What Is the Health Halo Effect?
The health halo effect happens when people take foods that are essentially unhealthy and make people believe that they are good for you. This may not be intentional, and the producer actually believes that the product is healthy, which is unfortunate for all parties involved.
These foods are considered as healthy foods but contain a lot of sugar and processed ingredients. They might contain one beneficial ingredient (out of 100 bad ones), which the manufacturers will highlight.
You will recognise many of these foods by their labels, such as lite, fat-free, high in fibre, low calorie, vegan, contains real fruit, natural ingredients, etc. I am not against vegan-labelled products, and often buy them because I try to keep my dairy intake low, but many of them are quite high in sugar and might contain other strange ingredients, which manufacturers believe are required to make plant-based products taste good.
Why “Low-Fat” Should Be a Warning Sign on Labels
Products that are labelled as low-fat really strike a nerve with me. However, this has only been in the last five or six years since I have embraced more fat in my diet and followed a low-sugar diet. The thing to note is that when they remove fat from food, they typically add sugar to improve the taste.
So-Called “Healthy Sugars”
When I was younger, I feasted on bowls filled with bran cereals, muesli, milk, sweetened yoghurt, dried fruit, etc.
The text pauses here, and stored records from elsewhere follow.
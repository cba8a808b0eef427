//! Application state management
//!
//! One state type per service. Each is built once at startup from an
//! immutable [`AppConfig`] and shared behind an `Arc`.
//!
//! Author: hephaex@gmail.com

use crate::auth::{AuthService, CredentialStore, IdentityResolver, TokenService};
use crate::bookings::BookingStore;
use crate::gateway::{default_routes, GatewayRoute};
use crate::remote::{RemoteClient, RemoteError};
use crate::reviews::ReviewStore;
use crate::tours::TourStore;
use std::sync::Arc;
use std::time::Duration;
use tourbook_core::AppConfig;

/// Auth/user service state
pub struct AuthState {
    pub config: AppConfig,
    pub auth: AuthService,
    pub resolver: IdentityResolver,
}

impl AuthState {
    pub fn new(config: AppConfig, store: Arc<dyn CredentialStore>) -> Self {
        let auth = AuthService::new(
            store,
            TokenService::new(&config.tokens),
            config.password.clone(),
        );
        Self {
            resolver: IdentityResolver::new(&config),
            auth,
            config,
        }
    }
}

/// Tour service state
pub struct TourState {
    pub config: AppConfig,
    pub tours: TourStore,
    pub resolver: IdentityResolver,
}

impl TourState {
    pub fn new(config: AppConfig) -> Self {
        Self {
            resolver: IdentityResolver::new(&config),
            tours: TourStore::new(),
            config,
        }
    }
}

/// Booking service state
pub struct BookingState {
    pub config: AppConfig,
    pub bookings: BookingStore,
    pub resolver: IdentityResolver,
}

impl BookingState {
    pub fn new(config: AppConfig) -> Self {
        Self {
            resolver: IdentityResolver::new(&config),
            bookings: BookingStore::new(),
            config,
        }
    }
}

/// Review service state
pub struct ReviewState {
    pub config: AppConfig,
    pub reviews: ReviewStore,
    pub remote: RemoteClient,
    pub resolver: IdentityResolver,
}

impl ReviewState {
    pub fn new(config: AppConfig) -> Result<Self, RemoteError> {
        Ok(Self {
            resolver: IdentityResolver::new(&config),
            remote: RemoteClient::new(&config.remote)?,
            reviews: ReviewStore::new(),
            config,
        })
    }
}

/// Gateway state
pub struct GatewayState {
    pub config: AppConfig,
    pub routes: Vec<GatewayRoute>,
    pub resolver: IdentityResolver,
    /// Upstream client; redirects are passed through to the caller
    pub http: reqwest::Client,
}

impl GatewayState {
    pub fn new(config: AppConfig) -> Result<Self, RemoteError> {
        let http = reqwest::Client::builder()
            .timeout(Duration::from_millis(config.remote.timeout_ms))
            .redirect(reqwest::redirect::Policy::none())
            .build()
            .map_err(|e| RemoteError::Client(e.to_string()))?;

        Ok(Self {
            routes: default_routes(&config.services),
            resolver: IdentityResolver::new(&config),
            http,
            config,
        })
    }
}
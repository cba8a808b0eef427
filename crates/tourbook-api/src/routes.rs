//! API route definitions
//!
//! One router per service. Every service serves `/health` and traces
//! requests; identity is enforced per route group with route layers.
//!
//! Author: hephaex@gmail.com

use crate::auth::middleware::{optional_identity, require_admin, require_identity};
use crate::gateway::{proxy_handler, require_gateway_identity};
use crate::handlers::{auth, bookings, health, openapi_json, reviews, session, tours, users};
use crate::state::{AuthState, BookingState, GatewayState, ReviewState, TourState};
use axum::{
    extract::DefaultBodyLimit,
    middleware,
    routing::{get, post},
    Router,
};
use std::sync::Arc;
use tower_http::trace::TraceLayer;

fn service_router(api: Router, max_body_size: usize) -> Router {
    Router::new()
        .route("/health", get(health::health_check))
        .merge(api)
        .layer(DefaultBodyLimit::max(max_body_size))
        .layer(TraceLayer::new_for_http())
}

/// Auth/user service
pub fn auth_router(state: Arc<AuthState>) -> Router {
    let resolver = state.resolver.clone();

    // Public routes (no authentication required)
    let public_routes = Router::new()
        .route("/api/v1/auth/register", post(auth::register_handler))
        .route("/api/v1/auth/login", post(auth::login_handler));

    // Refresh works from the refresh token alone; a caller is attached if known
    let refresh_routes = Router::new()
        .route("/api/v1/auth/refresh-token", post(auth::refresh_handler))
        .route_layer(middleware::from_fn_with_state(
            resolver.clone(),
            optional_identity,
        ));

    // Protected routes; owner and admin checks happen in the handlers
    let protected_routes = Router::new()
        .route("/api/v1/auth/logout", post(auth::logout_handler))
        .route("/api/v1/auth/me", get(auth::me_handler))
        .route(
            "/api/v1/user/:id",
            get(users::get_user_handler).patch(users::update_user_handler),
        )
        .route_layer(middleware::from_fn_with_state(
            resolver.clone(),
            require_identity,
        ));

    let admin_routes = Router::new()
        .route("/api/v1/user", get(users::list_users_handler))
        .route_layer(middleware::from_fn_with_state(resolver, require_admin));

    let api = Router::new()
        .merge(public_routes)
        .merge(refresh_routes)
        .merge(protected_routes)
        .merge(admin_routes)
        .with_state(state.clone());

    service_router(api, state.config.server.max_body_size)
}

/// Tour service
pub fn tour_router(state: Arc<TourState>) -> Router {
    let resolver = state.resolver.clone();

    let protected_routes = Router::new()
        .route("/api/v1/tour/:id", get(tours::get_tour_handler))
        .route_layer(middleware::from_fn_with_state(
            resolver.clone(),
            require_identity,
        ));

    let admin_routes = Router::new()
        .route("/api/v1/tour", post(tours::create_tour_handler))
        .route_layer(middleware::from_fn_with_state(resolver, require_admin));

    let api = Router::new()
        .merge(protected_routes)
        .merge(admin_routes)
        .with_state(state.clone());

    service_router(api, state.config.server.max_body_size)
}

/// Booking service; the admin check for listing happens in the handler
pub fn booking_router(state: Arc<BookingState>) -> Router {
    let api = Router::new()
        .route(
            "/api/v1/booking",
            get(bookings::list_bookings_handler).post(bookings::create_booking_handler),
        )
        .route("/api/v1/booking/:id", get(bookings::get_booking_handler))
        .route_layer(middleware::from_fn_with_state(
            state.resolver.clone(),
            require_identity,
        ))
        .with_state(state.clone());

    service_router(api, state.config.server.max_body_size)
}

/// Review service
pub fn review_router(state: Arc<ReviewState>) -> Router {
    let api = Router::new()
        .route("/api/v1/review/:tour_id", post(reviews::create_review_handler))
        .route(
            "/api/v1/review/tour/:tour_id",
            get(reviews::list_reviews_handler),
        )
        .route_layer(middleware::from_fn_with_state(
            state.resolver.clone(),
            require_identity,
        ))
        .with_state(state.clone());

    service_router(api, state.config.server.max_body_size)
}

/// Gateway: local session and docs endpoints, everything else proxied
pub fn gateway_router(state: Arc<GatewayState>) -> Router {
    let session_routes = Router::new()
        .route("/api/v1/session", get(session::session_handler))
        .route_layer(middleware::from_fn_with_state(
            state.clone(),
            require_gateway_identity,
        ));

    let api = Router::new()
        .route("/api-docs/openapi.json", get(openapi_json))
        .merge(session_routes)
        .fallback(proxy_handler)
        .with_state(state.clone());

    // The proxy reads bodies itself up to the same limit
    service_router(api, state.config.server.max_body_size)
}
I skipped the chocolate when we went to the movies and chose sugary, yet low-fat granola bars instead. I drank litres and litres of sugary fruit juice thinking I was making a healthier choice, made myself smoothies that contained at least three servings of fruit and added more sweetened yoghurt, and I also ate a lot of dried fruit as well.
I remember buying a big bag (and I mean a big, 500 g or roughly 1 lbs bag) of dried fruit and eating it on the way to work when I was a waitress while still at university. It was also around the time when I would also do things like eat ten bananas in one day, drink sparkling grape juice as if I was trying to make it my new blood type, and thought sucrose-free meant sugar-free.
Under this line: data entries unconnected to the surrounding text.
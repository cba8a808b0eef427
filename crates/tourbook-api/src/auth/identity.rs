//! Caller identity resolution
//!
//! One resolver, two strategies:
//! 1. Trusted identity headers (`x-user-id` + `x-user-role`) set by the
//!    gateway, optionally signed with HMAC-SHA256 over
//!    `"{user_id}:{role}:{timestamp}"`.
//! 2. Access token from the `accessToken` cookie or `Authorization: Bearer`.
//!
//! Headers win when both are present. When a gateway secret is configured,
//! unsigned or badly signed headers are rejected outright rather than
//! falling through to the token path.

use super::cookies::read_cookie;
use super::jwt::{TokenError, TokenService};
use crate::error::AppError;
use axum::http::{header, HeaderMap, HeaderName, HeaderValue};
use chrono::Utc;
use hmac::{Hmac, Mac};
use sha2::Sha256;
use thiserror::Error;
use tourbook_core::{AppConfig, CookieConfig, Identity, IdentityConfig, Role};

type HmacSha256 = Hmac<Sha256>;

/// Identity resolution errors
#[derive(Debug, Error)]
pub enum IdentityError {
    #[error("No token supplied")]
    MissingToken,

    #[error("Invalid or expired token")]
    InvalidToken(#[source] TokenError),

    #[error("Untrusted identity headers: {0}")]
    UntrustedHeaders(String),

    #[error("{0}")]
    Forbidden(String),
}

impl From<IdentityError> for AppError {
    fn from(err: IdentityError) -> Self {
        match err {
            IdentityError::Forbidden(msg) => AppError::Forbidden(msg),
            IdentityError::UntrustedHeaders(_) => {
                AppError::Unauthenticated("Invalid identity headers".to_string())
            }
            other => AppError::Unauthenticated(other.to_string()),
        }
    }
}

/// Which strategy produced the identity
#[derive(Debug, Clone, Copy, PartialEq, Eq)]
pub enum IdentitySource {
    TrustedHeaders,
    Token,
}

#[derive(Debug, Clone, PartialEq, Eq)]
pub struct ResolvedIdentity {
    pub identity: Identity,
    pub source: IdentitySource,
}

/// Role gate applied to a resolved identity
#[derive(Debug, Clone, Copy, PartialEq, Eq)]
pub enum AccessPolicy<'a> {
    /// Any USER or ADMIN
    Authenticated,
    AdminOnly,
    /// The resource owner, or any admin
    OwnerOrAdmin(&'a str),
}

impl AccessPolicy<'_> {
    pub fn check(&self, identity: &Identity) -> Result<(), IdentityError> {
        match self {
            AccessPolicy::Authenticated => Ok(()),
            AccessPolicy::AdminOnly if identity.is_admin() => Ok(()),
            AccessPolicy::AdminOnly => Err(IdentityError::Forbidden(
                "Admin role required".to_string(),
            )),
            AccessPolicy::OwnerOrAdmin(owner) if identity.can_act_for(owner) => Ok(()),
            AccessPolicy::OwnerOrAdmin(_) => Err(IdentityError::Forbidden(
                "Not allowed to access this resource".to_string(),
            )),
        }
    }

    /// Role named in audit records
    pub fn required_role(&self) -> Option<&'static str> {
        match self {
            AccessPolicy::Authenticated => None,
            AccessPolicy::AdminOnly => Some(Role::Admin.as_str()),
            AccessPolicy::OwnerOrAdmin(_) => Some("OWNER_OR_ADMIN"),
        }
    }
}

/// Access token from the session cookie, else from `Authorization: Bearer`
pub fn extract_token(headers: &HeaderMap, cookie_name: &str) -> Option<String> {
    read_cookie(headers, cookie_name).or_else(|| bearer_token(headers))
}

/// Token carried in `Authorization: Bearer <token>`
pub fn bearer_token(headers: &HeaderMap) -> Option<String> {
    headers
        .get(header::AUTHORIZATION)
        .and_then(|value| value.to_str().ok())
        .and_then(|value| value.strip_prefix("Bearer "))
        .map(str::trim)
        .filter(|token| !token.is_empty())
        .map(str::to_string)
}

fn mac(secret: &str) -> Result<HmacSha256, IdentityError> {
    HmacSha256::new_from_slice(secret.as_bytes())
        .map_err(|_| IdentityError::UntrustedHeaders("unusable gateway secret".to_string()))
}

/// Hex HMAC-SHA256 over `"{user_id}:{role}:{timestamp}"`
pub fn sign_identity(
    secret: &str,
    user_id: &str,
    role: &str,
    timestamp: i64,
) -> Result<String, IdentityError> {
    let mut mac = mac(secret)?;
    mac.update(format!("{user_id}:{role}:{timestamp}").as_bytes());
    Ok(hex::encode(mac.finalize().into_bytes()))
}

/// Constant-time check of a signature produced by [`sign_identity`]
pub fn verify_identity_signature(
    secret: &str,
    user_id: &str,
    role: &str,
    timestamp: i64,
    signature: &str,
) -> bool {
    let Ok(expected) = hex::decode(signature) else {
        return false;
    };
    let Ok(mut mac) = mac(secret) else {
        return false;
    };
    mac.update(format!("{user_id}:{role}:{timestamp}").as_bytes());
    mac.verify_slice(&expected).is_ok()
}

fn header_str<'h>(headers: &'h HeaderMap, name: &str) -> Option<&'h str> {
    headers
        .get(name)
        .and_then(|v| v.to_str().ok())
        .map(str::trim)
        .filter(|v| !v.is_empty())
}

/// Resolves the caller of one request
#[derive(Debug, Clone)]
pub struct IdentityResolver {
    tokens: TokenService,
    cookies: CookieConfig,
    config: IdentityConfig,
}

impl IdentityResolver {
    pub fn new(config: &AppConfig) -> Self {
        Self {
            tokens: TokenService::new(&config.tokens),
            cookies: config.cookies.clone(),
            config: config.identity.clone(),
        }
    }

    pub fn tokens(&self) -> &TokenService {
        &self.tokens
    }

    /// Trusted headers first, then token verification
    pub fn resolve(&self, headers: &HeaderMap) -> Result<ResolvedIdentity, IdentityError> {
        if let Some(identity) = self.resolve_headers(headers)? {
            return Ok(ResolvedIdentity {
                identity,
                source: IdentitySource::TrustedHeaders,
            });
        }
        self.resolve_token(headers)
    }

    /// Token path only; the gateway never trusts incoming identity headers
    pub fn resolve_token(&self, headers: &HeaderMap) -> Result<ResolvedIdentity, IdentityError> {
        let token =
            extract_token(headers, &self.cookies.access_name).ok_or(IdentityError::MissingToken)?;
        let claims = self
            .tokens
            .verify_access(&token)
            .map_err(IdentityError::InvalidToken)?;

        Ok(ResolvedIdentity {
            identity: claims.identity(),
            source: IdentitySource::Token,
        })
    }

    /// `Ok(None)` when the identity header pair is not present
    fn resolve_headers(&self, headers: &HeaderMap) -> Result<Option<Identity>, IdentityError> {
        let (Some(user_id), Some(role)) = (
            header_str(headers, &self.config.user_id_header),
            header_str(headers, &self.config.role_header),
        ) else {
            return Ok(None);
        };

        if let Some(secret) = self.config.gateway_secret.as_deref() {
            let timestamp = header_str(headers, &self.config.timestamp_header)
                .ok_or_else(|| IdentityError::UntrustedHeaders("missing timestamp".to_string()))?
                .parse::<i64>()
                .map_err(|_| IdentityError::UntrustedHeaders("malformed timestamp".to_string()))?;
            let signature = header_str(headers, &self.config.signature_header)
                .ok_or_else(|| IdentityError::UntrustedHeaders("missing signature".to_string()))?;

            let skew = (Utc::now().timestamp() - timestamp).unsigned_abs();
            if skew > self.config.max_skew_secs {
                return Err(IdentityError::UntrustedHeaders(format!(
                    "timestamp skew {skew}s"
                )));
            }
            if !verify_identity_signature(secret, user_id, role, timestamp, signature) {
                return Err(IdentityError::UntrustedHeaders(
                    "signature mismatch".to_string(),
                ));
            }
        }

        let role: Role = role
            .parse()
            .map_err(|_| IdentityError::UntrustedHeaders(format!("unknown role {role}")))?;

        Ok(Some(Identity::new(user_id, role)))
    }

    /// Remove any identity headers a client tried to supply
    pub fn strip_identity_headers(&self, headers: &mut HeaderMap) {
        for name in [
            &self.config.user_id_header,
            &self.config.role_header,
            &self.config.timestamp_header,
            &self.config.signature_header,
        ] {
            headers.remove(name.as_str());
        }
    }

    /// Headers the gateway injects for a verified identity
    pub fn identity_headers(
        &self,
        identity: &Identity,
    ) -> Result<Vec<(HeaderName, HeaderValue)>, IdentityError> {
        let invalid = |e: String| IdentityError::UntrustedHeaders(e);
        let name = |n: &str| HeaderName::try_from(n).map_err(|e| invalid(e.to_string()));
        let value = |v: &str| HeaderValue::from_str(v).map_err(|e| invalid(e.to_string()));

        let role = identity.role.as_str();
        let mut out = vec![
            (
                name(&self.config.user_id_header)?,
                value(&identity.subject_id)?,
            ),
            (name(&self.config.role_header)?, value(role)?),
        ];

        if let Some(secret) = self.config.gateway_secret.as_deref() {
            let timestamp = Utc::now().timestamp();
            let signature = sign_identity(secret, &identity.subject_id, role, timestamp)?;
            out.push((
                name(&self.config.timestamp_header)?,
                value(&timestamp.to_string())?,
            ));
            out.push((name(&self.config.signature_header)?, value(&signature)?));
        }

        Ok(out)
    }
}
Mistakes were made, and while I thought I was living a mostly sugar-free lifestyle just because I wasn’t eating obvious sugars like candy or cakes, I was actually still consuming a lot of sugar. I fell for the health halo effect a lot, which I feel a little embarrassed by because, at the time, I thought I had basically learned everything I needed to know about health. Now I realise I knew nothing.
Learn to Read Food Labels
I have learnt that one should have an open mind and that you shouldn’t believe everything you read in magazines or online.
If you take a minute or two to read the label and see what the ingredients are in the foods you eat, you will be surprised to see how many of the so-called healthy options you turn to are full of inflammatory ingredients, which contribute to fat gain and other health-related problems.
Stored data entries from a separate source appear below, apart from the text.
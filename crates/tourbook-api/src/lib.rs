//! Tourbook API - gateway and services
//!
//! HTTP surfaces of the tour-booking platform and the protocol that ties
//! them together: token issuing and verification, identity propagation from
//! the gateway, role gates and remote existence checks.
//!
//! Author: hephaex@gmail.com

pub mod audit;
pub mod auth;
pub mod bookings;
pub mod error;
pub mod gateway;
pub mod handlers;
pub mod remote;
pub mod reviews;
pub mod routes;
pub mod state;
pub mod tours;

pub use routes::{auth_router, booking_router, gateway_router, review_router, tour_router};

use auth::{CredentialStore, InMemoryCredentialStore, PgCredentialStore, StoreError};
use std::sync::Arc;
use tourbook_core::DatabaseConfig;

/// Postgres when a database URL is configured, otherwise in memory
pub async fn credential_store(
    config: &DatabaseConfig,
) -> Result<Arc<dyn CredentialStore>, StoreError> {
    if config.url.as_deref().is_some_and(|url| !url.is_empty()) {
        Ok(Arc::new(PgCredentialStore::connect(config).await?))
    } else {
        tracing::warn!("No DATABASE_URL configured; credentials are kept in memory");
        Ok(Arc::new(InMemoryCredentialStore::new()))
    }
}

/// Test helpers shared by unit and integration tests
#[cfg(any(test, feature = "test-utils"))]
pub mod test_utils {
    use super::*;
    use crate::state::{AuthState, BookingState, GatewayState, ReviewState, TourState};
    use axum::Router;
    use tourbook_core::{AppConfig, PasswordConfig};

    /// Default config with cheap password hashing and non-Secure cookies
    pub fn test_config() -> AppConfig {
        let mut config = AppConfig::default();
        config.password = PasswordConfig {
            memory_cost: 8192,
            time_cost: 1,
            parallelism: 1,
            output_len: None,
        };
        config.cookies.secure = false;
        config
    }

    pub fn auth_state_for_testing(config: AppConfig) -> Arc<AuthState> {
        Arc::new(AuthState::new(
            config,
            Arc::new(InMemoryCredentialStore::new()),
        ))
    }

    /// Auth/user router over an in-memory store
    pub fn create_router_for_testing() -> Router {
        auth_router(auth_state_for_testing(test_config()))
    }

    pub fn create_tour_router_for_testing(config: AppConfig) -> (Router, Arc<TourState>) {
        let state = Arc::new(TourState::new(config));
        (tour_router(state.clone()), state)
    }

    pub fn create_booking_router_for_testing(config: AppConfig) -> Router {
        booking_router(Arc::new(BookingState::new(config)))
    }

    pub fn create_review_router_for_testing(config: AppConfig) -> Router {
        let state = ReviewState::new(config).unwrap_or_else(|e| panic!("review state: {e}"));
        review_router(Arc::new(state))
    }

    pub fn create_gateway_router_for_testing(config: AppConfig) -> Router {
        let state = GatewayState::new(config).unwrap_or_else(|e| panic!("gateway state: {e}"));
        gateway_router(Arc::new(state))
    }
}

#[cfg(feature = "test-utils")]
pub use test_utils::create_router_for_testing;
There will probably be quite a few ingredients that you might not be able to pronounce or that look like they definitely do not classify as food.
And if you look at products like low-fat yoghurt, cereal bars, high-fibre cereal, low-fat milk, and protein bars, you will see that they usually have quite a bit of added sugar. Even though they are seen as healthy alternatives, they can contain just as much, if not more, sugar than regular candy bars and candy.
Just Be Aware of What You’re Eating
I hate seeing people rely on these foods, as I know they are trying to be healthy, but actually end up damaging their health instead. Become aware of what is actually in the foods you are eating. You can still eat them if you really want to, but at least make an informed decision.
Are there some foods that you believe are healthy that you might need to re-examine? Have you fallen victim to the health halo effect?
Your health could radically improve if you reduce your consumption of so-called healthy foods.
The good news is that once the glass has shattered and you start seeing foods the way they truly are, you can make informed decisions and decide if they are worth eating or not. It is not the foods themselves that frustrate me, it is the way they are promoted to us and the perception that is created around them.
If you want to eat a doughnut, fully aware that you will be consuming gluten, sugar, and trans fats all combined into a delicious ring of joy, but simply do not care how it affects you because you want the doughnut anyway, I do not care.
If you choose to eat a bowl of sugary granola, fruit, and sweetened yoghurt and then also have smoothies and juices that are loaded with sugar, but you do not care about how much sugar it contains, that is okay. You can make your own decisions when it comes to what you eat, but just know what you are eating, and understand what the effects of eating the food might be, so that you cannot be tricked by the health halo effect.
It’s the false illusion that the health halo creates that leaves me currently needing to take a break from writing to take a walk because I am a little too fired up after writing this and need to calm down.
Rogan, J. and Teicholz, N. (2017). Joe Rogan Experience #1058 – Nina Teicholz.